TASK BRIEF:
In the entries below, how many lines contain "instrument"? Answer with the number and nothing else.

----- PROVIDED MATERIAL -----

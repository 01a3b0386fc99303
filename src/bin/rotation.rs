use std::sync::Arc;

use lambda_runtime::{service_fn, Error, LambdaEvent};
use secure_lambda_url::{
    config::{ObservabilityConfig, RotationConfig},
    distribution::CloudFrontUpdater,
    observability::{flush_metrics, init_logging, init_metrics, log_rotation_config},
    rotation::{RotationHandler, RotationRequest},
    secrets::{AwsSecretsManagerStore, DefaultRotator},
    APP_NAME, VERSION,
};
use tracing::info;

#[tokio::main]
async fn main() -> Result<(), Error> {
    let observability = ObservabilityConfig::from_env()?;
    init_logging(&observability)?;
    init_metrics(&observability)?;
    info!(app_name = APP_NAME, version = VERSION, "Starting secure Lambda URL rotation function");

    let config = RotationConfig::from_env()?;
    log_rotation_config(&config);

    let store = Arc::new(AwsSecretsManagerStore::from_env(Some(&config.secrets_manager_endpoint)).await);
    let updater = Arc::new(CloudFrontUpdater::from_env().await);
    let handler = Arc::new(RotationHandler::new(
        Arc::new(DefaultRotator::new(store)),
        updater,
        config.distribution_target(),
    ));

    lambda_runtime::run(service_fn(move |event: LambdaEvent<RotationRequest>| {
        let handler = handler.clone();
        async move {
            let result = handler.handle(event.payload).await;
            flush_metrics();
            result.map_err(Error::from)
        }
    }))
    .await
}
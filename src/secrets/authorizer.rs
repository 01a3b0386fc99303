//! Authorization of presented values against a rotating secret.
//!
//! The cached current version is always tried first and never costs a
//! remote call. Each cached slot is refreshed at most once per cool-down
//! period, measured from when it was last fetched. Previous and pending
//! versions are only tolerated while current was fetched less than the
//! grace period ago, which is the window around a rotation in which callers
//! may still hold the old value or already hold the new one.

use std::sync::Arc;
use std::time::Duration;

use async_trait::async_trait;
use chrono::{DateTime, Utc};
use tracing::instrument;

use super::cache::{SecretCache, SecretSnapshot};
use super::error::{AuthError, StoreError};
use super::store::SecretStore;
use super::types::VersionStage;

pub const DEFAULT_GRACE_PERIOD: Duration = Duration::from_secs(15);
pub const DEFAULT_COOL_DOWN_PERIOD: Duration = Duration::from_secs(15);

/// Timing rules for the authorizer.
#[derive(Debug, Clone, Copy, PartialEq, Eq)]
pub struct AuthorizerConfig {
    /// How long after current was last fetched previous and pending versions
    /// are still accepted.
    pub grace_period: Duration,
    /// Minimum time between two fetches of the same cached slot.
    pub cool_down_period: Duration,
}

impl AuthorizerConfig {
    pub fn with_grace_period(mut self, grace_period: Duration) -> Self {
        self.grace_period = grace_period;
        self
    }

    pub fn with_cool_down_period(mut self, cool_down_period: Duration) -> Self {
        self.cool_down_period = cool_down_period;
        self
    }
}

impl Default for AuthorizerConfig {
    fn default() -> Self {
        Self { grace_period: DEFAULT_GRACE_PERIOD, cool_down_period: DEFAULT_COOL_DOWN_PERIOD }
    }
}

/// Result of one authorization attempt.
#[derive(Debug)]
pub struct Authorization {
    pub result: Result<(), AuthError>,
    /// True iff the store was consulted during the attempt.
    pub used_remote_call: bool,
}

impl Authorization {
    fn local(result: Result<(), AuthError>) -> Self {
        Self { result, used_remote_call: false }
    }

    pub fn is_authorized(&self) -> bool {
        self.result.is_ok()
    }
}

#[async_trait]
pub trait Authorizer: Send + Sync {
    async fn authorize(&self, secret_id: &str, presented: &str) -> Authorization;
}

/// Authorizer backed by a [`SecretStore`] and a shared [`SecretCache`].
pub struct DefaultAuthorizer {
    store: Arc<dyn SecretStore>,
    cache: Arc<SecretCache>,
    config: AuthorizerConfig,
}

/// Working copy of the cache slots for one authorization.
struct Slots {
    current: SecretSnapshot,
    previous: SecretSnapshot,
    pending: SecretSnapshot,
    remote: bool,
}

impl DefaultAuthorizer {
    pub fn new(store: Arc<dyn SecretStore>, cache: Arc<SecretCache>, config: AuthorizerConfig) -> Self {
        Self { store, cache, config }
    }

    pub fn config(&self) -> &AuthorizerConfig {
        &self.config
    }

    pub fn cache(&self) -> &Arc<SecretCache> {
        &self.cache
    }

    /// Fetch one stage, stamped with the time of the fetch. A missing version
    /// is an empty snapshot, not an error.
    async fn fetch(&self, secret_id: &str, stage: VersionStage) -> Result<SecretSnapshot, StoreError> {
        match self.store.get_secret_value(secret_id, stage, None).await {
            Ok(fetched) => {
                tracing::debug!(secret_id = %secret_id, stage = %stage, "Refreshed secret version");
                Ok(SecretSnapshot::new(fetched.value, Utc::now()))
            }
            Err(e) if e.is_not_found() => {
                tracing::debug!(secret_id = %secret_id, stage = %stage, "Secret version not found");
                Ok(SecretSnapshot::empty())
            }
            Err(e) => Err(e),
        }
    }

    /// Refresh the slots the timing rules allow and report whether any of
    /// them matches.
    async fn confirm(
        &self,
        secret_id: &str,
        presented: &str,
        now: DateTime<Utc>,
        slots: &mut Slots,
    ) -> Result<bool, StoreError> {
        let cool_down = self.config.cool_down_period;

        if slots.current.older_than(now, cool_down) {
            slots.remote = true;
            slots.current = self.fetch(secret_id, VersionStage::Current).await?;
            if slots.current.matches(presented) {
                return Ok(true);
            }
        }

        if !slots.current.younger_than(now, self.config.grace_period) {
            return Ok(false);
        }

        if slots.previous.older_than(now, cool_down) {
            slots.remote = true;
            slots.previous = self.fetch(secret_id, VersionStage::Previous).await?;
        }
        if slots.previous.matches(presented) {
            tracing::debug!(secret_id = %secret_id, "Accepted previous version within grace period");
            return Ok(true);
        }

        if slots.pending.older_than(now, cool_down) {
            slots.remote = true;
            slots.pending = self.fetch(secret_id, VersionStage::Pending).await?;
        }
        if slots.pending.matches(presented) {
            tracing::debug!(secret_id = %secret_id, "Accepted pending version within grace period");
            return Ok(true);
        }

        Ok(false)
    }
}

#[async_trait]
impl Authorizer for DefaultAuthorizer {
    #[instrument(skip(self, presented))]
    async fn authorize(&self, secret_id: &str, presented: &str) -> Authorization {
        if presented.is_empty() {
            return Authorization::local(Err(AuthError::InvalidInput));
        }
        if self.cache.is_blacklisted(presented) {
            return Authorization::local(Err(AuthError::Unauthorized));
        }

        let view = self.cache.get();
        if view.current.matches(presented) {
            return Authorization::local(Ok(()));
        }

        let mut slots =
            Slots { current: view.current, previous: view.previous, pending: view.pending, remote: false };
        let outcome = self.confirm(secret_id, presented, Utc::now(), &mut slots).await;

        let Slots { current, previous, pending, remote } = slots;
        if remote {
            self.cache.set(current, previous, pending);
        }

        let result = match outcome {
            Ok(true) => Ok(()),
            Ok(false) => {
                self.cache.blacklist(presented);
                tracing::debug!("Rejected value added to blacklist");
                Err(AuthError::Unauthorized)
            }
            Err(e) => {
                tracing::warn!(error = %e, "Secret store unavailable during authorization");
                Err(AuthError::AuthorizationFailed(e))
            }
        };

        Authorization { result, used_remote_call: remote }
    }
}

-----

SOLUTION:
2